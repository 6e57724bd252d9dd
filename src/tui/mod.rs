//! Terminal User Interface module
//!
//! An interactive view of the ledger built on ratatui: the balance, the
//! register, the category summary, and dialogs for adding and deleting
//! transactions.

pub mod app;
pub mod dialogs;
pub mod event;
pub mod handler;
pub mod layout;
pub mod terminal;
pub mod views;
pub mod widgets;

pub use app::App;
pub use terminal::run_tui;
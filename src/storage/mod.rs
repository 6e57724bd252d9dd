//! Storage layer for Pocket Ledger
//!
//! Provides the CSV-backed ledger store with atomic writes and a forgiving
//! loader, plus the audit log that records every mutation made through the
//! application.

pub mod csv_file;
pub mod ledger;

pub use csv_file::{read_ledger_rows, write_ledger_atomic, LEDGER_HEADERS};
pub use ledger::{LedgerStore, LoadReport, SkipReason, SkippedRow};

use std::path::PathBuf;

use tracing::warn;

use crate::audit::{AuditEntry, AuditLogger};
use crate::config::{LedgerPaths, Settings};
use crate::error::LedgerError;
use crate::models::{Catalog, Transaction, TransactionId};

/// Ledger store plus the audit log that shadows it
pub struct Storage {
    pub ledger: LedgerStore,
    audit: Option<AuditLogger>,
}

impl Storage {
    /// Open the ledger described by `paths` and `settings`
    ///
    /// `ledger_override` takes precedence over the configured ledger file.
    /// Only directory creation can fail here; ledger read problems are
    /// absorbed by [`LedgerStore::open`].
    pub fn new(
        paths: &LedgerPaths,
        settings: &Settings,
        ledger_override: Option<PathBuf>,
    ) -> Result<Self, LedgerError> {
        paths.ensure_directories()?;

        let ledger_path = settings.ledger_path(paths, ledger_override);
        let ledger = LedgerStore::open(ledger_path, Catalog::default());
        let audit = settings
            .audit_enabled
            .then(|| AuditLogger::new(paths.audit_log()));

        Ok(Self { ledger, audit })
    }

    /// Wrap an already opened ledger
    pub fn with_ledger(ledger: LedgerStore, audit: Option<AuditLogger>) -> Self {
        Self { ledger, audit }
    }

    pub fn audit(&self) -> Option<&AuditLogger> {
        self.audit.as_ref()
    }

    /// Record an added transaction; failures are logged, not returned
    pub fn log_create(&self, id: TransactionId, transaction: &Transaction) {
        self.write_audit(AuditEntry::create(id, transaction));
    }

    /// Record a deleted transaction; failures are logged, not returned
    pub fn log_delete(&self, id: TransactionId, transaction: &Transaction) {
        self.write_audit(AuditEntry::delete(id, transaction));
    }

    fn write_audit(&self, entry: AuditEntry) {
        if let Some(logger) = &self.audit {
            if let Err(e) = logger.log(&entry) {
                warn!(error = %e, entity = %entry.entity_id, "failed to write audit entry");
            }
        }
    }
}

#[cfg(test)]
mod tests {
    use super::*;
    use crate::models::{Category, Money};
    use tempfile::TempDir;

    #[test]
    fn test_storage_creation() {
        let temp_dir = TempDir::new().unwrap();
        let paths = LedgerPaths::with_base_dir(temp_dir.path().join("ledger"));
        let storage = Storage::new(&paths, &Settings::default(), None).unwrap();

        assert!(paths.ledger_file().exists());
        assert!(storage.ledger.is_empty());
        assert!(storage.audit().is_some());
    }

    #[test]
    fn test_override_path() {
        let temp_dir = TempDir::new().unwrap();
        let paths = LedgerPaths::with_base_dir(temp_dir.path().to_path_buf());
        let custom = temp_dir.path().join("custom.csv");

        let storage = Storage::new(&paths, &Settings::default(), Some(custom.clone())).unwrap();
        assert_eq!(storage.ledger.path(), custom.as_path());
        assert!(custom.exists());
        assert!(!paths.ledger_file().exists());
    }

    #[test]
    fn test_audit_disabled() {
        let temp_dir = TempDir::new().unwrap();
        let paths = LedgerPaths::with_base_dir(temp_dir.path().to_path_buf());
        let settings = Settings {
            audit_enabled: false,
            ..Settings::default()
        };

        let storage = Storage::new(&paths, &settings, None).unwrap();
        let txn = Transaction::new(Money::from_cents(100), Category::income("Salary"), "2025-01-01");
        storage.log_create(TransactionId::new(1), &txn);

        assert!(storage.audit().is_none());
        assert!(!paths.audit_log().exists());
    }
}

--------------------

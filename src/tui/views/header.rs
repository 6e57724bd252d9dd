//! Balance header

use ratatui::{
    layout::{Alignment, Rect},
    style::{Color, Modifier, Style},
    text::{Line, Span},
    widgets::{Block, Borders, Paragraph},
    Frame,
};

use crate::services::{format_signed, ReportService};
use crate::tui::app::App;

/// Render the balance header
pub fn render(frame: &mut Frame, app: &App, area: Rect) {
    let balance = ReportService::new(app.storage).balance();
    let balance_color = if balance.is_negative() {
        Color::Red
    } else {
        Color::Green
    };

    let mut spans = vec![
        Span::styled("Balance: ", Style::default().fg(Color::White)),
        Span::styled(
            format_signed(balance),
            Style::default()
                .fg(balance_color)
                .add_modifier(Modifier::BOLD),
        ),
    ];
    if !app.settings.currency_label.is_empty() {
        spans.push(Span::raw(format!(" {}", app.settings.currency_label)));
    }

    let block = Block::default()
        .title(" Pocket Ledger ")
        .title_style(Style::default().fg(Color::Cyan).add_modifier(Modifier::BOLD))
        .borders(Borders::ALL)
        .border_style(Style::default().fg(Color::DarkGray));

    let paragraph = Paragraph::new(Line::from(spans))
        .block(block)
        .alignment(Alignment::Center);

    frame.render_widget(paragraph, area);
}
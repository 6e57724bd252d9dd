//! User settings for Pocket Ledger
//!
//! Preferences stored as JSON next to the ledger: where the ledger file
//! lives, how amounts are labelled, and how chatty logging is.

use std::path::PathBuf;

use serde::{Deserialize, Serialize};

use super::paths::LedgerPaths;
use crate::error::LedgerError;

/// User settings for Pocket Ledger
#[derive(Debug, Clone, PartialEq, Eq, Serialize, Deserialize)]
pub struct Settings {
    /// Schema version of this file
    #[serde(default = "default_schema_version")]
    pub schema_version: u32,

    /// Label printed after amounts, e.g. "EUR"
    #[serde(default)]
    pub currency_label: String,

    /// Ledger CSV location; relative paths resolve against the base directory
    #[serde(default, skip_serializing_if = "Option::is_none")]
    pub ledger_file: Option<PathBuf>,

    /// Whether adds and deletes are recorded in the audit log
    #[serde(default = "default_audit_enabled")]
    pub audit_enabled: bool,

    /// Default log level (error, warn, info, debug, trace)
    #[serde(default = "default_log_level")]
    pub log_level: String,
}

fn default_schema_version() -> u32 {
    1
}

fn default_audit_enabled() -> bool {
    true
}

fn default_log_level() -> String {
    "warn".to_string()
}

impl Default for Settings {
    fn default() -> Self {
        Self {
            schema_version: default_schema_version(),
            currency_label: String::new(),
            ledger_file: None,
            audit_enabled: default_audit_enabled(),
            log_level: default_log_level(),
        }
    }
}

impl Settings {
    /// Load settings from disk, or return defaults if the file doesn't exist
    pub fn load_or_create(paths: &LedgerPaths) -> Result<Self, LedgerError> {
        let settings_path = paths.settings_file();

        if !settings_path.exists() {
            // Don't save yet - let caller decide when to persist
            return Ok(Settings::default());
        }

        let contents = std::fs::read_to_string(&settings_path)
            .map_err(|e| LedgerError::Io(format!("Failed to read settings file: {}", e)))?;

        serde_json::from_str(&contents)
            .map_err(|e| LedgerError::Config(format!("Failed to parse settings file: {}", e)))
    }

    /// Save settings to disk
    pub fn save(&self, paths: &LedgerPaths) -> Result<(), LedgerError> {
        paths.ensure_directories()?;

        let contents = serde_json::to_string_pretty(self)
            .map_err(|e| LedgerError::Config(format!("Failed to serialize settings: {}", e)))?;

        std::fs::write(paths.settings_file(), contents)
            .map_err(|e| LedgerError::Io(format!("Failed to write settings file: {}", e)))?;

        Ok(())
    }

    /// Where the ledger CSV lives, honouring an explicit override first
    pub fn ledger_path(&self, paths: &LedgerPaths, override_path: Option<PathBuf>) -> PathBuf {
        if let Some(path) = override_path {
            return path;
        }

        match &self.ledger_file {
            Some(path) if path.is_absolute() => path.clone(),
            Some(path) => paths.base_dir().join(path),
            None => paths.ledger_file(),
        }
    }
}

--------------------

**TASK INSTRUCTIONS**
Please return every line of the records that contains the word "area".

**YOUR SOLUTION**
pub fn render(frame: &mut Frame, app: &App, area: Rect) {
    frame.render_widget(paragraph, area);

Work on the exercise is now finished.